*EXERCISE DIRECTIONS*
Locate the word "PartialEq" in the material, then show every line that holds it.
↓↓↓
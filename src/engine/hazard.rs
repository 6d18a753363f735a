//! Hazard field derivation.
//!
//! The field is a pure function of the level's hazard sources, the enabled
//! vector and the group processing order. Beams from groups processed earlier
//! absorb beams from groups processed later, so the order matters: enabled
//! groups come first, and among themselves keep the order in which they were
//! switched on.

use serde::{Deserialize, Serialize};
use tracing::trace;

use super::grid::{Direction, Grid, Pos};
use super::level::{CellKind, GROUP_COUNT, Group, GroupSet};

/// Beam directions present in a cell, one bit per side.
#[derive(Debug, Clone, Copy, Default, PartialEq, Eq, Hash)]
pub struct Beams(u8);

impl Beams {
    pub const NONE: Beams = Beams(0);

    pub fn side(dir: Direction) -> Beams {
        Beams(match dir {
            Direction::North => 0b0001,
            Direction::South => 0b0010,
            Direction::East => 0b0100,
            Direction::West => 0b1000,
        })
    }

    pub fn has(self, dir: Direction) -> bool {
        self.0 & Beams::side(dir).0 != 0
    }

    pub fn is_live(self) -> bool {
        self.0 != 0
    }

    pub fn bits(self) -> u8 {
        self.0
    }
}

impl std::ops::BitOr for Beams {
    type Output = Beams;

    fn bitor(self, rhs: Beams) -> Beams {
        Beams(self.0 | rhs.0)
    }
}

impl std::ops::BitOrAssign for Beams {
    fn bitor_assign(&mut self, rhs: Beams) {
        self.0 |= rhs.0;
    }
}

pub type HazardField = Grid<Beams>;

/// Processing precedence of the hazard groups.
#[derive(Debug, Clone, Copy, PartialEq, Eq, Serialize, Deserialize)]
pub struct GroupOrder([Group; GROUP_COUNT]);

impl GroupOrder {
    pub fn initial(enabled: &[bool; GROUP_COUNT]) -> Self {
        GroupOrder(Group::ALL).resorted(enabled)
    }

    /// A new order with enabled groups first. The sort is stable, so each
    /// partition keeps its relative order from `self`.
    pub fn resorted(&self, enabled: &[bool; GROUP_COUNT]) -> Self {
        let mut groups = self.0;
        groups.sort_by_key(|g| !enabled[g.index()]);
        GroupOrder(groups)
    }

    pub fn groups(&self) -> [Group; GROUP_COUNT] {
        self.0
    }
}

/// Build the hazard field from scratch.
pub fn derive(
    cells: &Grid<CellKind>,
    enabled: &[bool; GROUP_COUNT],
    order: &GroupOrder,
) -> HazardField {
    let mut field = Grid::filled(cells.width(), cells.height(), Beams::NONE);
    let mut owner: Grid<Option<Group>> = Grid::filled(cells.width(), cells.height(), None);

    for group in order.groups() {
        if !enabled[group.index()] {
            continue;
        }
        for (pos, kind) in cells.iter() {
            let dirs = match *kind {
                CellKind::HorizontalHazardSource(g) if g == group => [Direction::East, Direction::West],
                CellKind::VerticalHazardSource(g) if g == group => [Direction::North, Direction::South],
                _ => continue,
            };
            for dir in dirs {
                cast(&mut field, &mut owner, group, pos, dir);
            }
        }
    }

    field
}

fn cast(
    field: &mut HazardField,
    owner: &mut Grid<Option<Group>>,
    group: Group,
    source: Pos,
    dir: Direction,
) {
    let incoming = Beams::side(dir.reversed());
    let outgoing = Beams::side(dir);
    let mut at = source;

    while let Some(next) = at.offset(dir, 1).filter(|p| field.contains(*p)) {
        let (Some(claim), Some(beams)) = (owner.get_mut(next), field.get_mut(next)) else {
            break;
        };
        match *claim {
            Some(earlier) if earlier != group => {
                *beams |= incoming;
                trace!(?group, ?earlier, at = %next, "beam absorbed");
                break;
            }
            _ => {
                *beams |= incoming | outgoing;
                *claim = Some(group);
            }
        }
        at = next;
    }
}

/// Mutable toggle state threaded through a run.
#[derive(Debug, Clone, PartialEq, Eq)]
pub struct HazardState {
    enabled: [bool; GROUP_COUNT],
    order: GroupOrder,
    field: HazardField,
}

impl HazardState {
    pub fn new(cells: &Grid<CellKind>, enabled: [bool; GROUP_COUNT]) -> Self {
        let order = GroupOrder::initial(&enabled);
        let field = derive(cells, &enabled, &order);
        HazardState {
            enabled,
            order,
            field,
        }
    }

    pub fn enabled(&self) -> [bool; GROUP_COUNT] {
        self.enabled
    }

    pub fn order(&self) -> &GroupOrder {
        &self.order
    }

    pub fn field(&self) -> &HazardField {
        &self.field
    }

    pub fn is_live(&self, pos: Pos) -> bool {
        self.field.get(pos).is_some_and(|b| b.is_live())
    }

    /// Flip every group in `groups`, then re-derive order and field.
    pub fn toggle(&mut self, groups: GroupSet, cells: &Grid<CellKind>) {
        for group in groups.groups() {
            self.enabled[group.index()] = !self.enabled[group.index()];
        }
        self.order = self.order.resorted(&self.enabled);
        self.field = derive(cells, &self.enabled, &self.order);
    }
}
↑↑↑
↓↓↓
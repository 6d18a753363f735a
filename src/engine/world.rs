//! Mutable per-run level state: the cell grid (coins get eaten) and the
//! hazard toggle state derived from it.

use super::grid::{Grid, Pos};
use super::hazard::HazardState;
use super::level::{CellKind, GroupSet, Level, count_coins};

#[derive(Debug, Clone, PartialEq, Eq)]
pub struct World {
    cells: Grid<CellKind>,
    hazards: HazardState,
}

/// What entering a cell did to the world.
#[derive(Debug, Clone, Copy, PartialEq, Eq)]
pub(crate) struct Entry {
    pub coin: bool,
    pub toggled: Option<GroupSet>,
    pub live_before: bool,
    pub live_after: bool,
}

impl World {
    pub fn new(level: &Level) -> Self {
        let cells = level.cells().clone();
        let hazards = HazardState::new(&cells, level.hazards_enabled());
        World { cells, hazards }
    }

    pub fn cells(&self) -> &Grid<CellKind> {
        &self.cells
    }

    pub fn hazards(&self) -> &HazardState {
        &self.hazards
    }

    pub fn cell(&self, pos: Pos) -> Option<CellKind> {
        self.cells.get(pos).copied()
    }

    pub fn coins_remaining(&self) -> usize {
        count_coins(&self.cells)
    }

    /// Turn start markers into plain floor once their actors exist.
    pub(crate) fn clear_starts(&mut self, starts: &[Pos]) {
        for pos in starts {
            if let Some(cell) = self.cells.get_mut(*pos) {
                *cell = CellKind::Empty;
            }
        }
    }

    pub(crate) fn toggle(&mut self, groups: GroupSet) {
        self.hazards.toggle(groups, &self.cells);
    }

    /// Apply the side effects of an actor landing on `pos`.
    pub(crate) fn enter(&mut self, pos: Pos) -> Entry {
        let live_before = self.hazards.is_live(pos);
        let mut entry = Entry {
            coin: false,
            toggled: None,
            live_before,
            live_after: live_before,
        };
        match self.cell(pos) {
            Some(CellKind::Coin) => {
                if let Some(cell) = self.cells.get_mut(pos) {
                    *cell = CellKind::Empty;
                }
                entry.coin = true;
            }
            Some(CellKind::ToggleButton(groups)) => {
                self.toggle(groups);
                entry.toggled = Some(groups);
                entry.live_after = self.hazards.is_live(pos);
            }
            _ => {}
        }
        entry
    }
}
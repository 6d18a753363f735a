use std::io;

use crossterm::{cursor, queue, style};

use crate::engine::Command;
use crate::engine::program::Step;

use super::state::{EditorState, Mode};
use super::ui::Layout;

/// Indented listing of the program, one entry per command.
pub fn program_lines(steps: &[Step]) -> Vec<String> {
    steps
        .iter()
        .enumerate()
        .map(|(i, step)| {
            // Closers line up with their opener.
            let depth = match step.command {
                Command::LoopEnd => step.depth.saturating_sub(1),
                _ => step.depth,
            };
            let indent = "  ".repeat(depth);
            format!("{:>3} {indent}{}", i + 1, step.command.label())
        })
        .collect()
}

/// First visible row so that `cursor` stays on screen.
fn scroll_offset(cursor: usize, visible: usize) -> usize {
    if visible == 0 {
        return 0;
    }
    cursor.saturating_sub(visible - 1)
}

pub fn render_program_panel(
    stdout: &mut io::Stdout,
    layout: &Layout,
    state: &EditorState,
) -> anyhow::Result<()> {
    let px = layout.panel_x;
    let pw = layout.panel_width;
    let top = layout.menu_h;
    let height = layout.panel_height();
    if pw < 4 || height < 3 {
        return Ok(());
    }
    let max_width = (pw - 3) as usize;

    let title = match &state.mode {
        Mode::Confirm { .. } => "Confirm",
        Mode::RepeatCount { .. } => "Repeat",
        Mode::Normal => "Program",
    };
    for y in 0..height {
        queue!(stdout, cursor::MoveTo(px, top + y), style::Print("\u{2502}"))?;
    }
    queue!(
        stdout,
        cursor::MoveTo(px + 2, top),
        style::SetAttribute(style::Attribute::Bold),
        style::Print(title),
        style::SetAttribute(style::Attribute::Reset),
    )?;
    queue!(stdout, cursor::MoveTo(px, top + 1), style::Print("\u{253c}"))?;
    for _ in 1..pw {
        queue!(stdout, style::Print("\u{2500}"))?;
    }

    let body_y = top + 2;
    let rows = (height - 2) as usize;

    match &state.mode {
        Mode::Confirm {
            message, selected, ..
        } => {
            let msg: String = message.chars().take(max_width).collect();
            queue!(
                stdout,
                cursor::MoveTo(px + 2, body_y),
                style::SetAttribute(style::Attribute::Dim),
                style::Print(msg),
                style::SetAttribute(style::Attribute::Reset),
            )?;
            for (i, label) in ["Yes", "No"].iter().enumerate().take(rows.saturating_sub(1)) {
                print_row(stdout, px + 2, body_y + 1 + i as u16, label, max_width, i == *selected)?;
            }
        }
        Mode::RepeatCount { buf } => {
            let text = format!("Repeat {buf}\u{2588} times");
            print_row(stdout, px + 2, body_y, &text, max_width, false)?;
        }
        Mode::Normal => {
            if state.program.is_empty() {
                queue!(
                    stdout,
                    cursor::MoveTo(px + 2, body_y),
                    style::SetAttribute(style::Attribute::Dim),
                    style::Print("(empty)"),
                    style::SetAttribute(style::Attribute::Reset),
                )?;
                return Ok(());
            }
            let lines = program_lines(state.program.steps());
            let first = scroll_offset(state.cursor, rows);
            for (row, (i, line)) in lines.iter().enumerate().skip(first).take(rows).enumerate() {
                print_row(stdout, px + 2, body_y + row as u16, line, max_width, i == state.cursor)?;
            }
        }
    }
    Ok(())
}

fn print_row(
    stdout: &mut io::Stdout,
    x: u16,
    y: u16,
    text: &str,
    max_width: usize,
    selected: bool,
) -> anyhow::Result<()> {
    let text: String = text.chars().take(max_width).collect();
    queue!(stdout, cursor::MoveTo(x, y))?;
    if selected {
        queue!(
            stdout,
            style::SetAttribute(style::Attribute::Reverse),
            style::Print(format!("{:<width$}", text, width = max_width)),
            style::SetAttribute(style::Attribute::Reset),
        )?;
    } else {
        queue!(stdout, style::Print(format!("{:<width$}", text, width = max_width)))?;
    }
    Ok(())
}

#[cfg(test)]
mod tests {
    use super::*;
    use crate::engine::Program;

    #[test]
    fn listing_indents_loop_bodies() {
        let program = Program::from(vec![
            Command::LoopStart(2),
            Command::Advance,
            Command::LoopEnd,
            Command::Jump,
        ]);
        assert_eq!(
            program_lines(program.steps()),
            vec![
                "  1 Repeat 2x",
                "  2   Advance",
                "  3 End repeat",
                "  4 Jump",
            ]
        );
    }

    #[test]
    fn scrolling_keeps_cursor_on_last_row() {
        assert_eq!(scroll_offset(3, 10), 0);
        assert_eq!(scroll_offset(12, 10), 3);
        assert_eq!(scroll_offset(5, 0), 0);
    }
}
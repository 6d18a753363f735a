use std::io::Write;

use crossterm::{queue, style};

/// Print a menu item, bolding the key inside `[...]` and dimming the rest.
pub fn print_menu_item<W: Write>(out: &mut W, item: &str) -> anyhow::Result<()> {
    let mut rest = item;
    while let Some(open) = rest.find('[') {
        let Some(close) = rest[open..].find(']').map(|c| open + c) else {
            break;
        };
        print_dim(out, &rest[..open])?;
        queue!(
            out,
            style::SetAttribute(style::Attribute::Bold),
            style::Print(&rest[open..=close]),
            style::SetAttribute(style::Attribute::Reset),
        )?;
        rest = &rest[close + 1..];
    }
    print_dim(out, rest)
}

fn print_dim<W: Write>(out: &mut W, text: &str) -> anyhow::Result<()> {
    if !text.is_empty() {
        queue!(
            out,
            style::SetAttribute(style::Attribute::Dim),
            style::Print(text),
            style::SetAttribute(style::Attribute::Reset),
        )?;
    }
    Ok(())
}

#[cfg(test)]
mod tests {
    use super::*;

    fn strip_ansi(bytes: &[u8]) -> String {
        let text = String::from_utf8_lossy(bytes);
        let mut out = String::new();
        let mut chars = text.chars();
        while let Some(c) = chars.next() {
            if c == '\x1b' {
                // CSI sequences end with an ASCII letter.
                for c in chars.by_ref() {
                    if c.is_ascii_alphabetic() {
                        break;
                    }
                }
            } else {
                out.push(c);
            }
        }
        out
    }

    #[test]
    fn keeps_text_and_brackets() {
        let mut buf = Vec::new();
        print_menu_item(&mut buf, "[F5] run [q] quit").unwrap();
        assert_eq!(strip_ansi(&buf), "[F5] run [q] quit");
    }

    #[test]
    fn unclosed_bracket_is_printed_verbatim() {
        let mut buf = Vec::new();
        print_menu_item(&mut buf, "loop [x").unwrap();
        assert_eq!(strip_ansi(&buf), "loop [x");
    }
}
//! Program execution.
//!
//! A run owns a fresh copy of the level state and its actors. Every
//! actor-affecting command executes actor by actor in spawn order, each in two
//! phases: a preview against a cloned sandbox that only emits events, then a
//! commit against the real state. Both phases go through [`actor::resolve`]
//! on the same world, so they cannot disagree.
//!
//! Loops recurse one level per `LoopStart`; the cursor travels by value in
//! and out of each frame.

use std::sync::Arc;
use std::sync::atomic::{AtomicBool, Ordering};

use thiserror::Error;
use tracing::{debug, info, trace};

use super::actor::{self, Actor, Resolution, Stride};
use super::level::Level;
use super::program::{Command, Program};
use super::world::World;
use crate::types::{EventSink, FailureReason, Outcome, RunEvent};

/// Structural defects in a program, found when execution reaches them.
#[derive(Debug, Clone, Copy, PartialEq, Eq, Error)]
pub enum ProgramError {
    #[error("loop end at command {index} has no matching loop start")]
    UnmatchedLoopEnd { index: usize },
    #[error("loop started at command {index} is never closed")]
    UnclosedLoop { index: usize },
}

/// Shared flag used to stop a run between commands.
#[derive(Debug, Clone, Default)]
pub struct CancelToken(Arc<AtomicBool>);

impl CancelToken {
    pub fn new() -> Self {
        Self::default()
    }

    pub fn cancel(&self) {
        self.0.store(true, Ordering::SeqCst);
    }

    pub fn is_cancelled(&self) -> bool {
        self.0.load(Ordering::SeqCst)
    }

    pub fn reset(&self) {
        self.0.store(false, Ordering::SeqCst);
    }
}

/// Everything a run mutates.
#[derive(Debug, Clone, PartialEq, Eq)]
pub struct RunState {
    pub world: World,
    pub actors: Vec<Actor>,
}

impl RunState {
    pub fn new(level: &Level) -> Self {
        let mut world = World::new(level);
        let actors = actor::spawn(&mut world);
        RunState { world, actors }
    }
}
↑↑↑
*SOLVED PROBLEM*
#[derive(Debug, Clone, Copy, Default, PartialEq, Eq, Hash)]
#[derive(Debug, Clone, Copy, PartialEq, Eq, Serialize, Deserialize)]
#[derive(Debug, Clone, PartialEq, Eq)]
#[derive(Debug, Clone, PartialEq, Eq)]
#[derive(Debug, Clone, Copy, PartialEq, Eq)]
#[derive(Debug, Clone, Copy, PartialEq, Eq, Error)]
#[derive(Debug, Clone, PartialEq, Eq)]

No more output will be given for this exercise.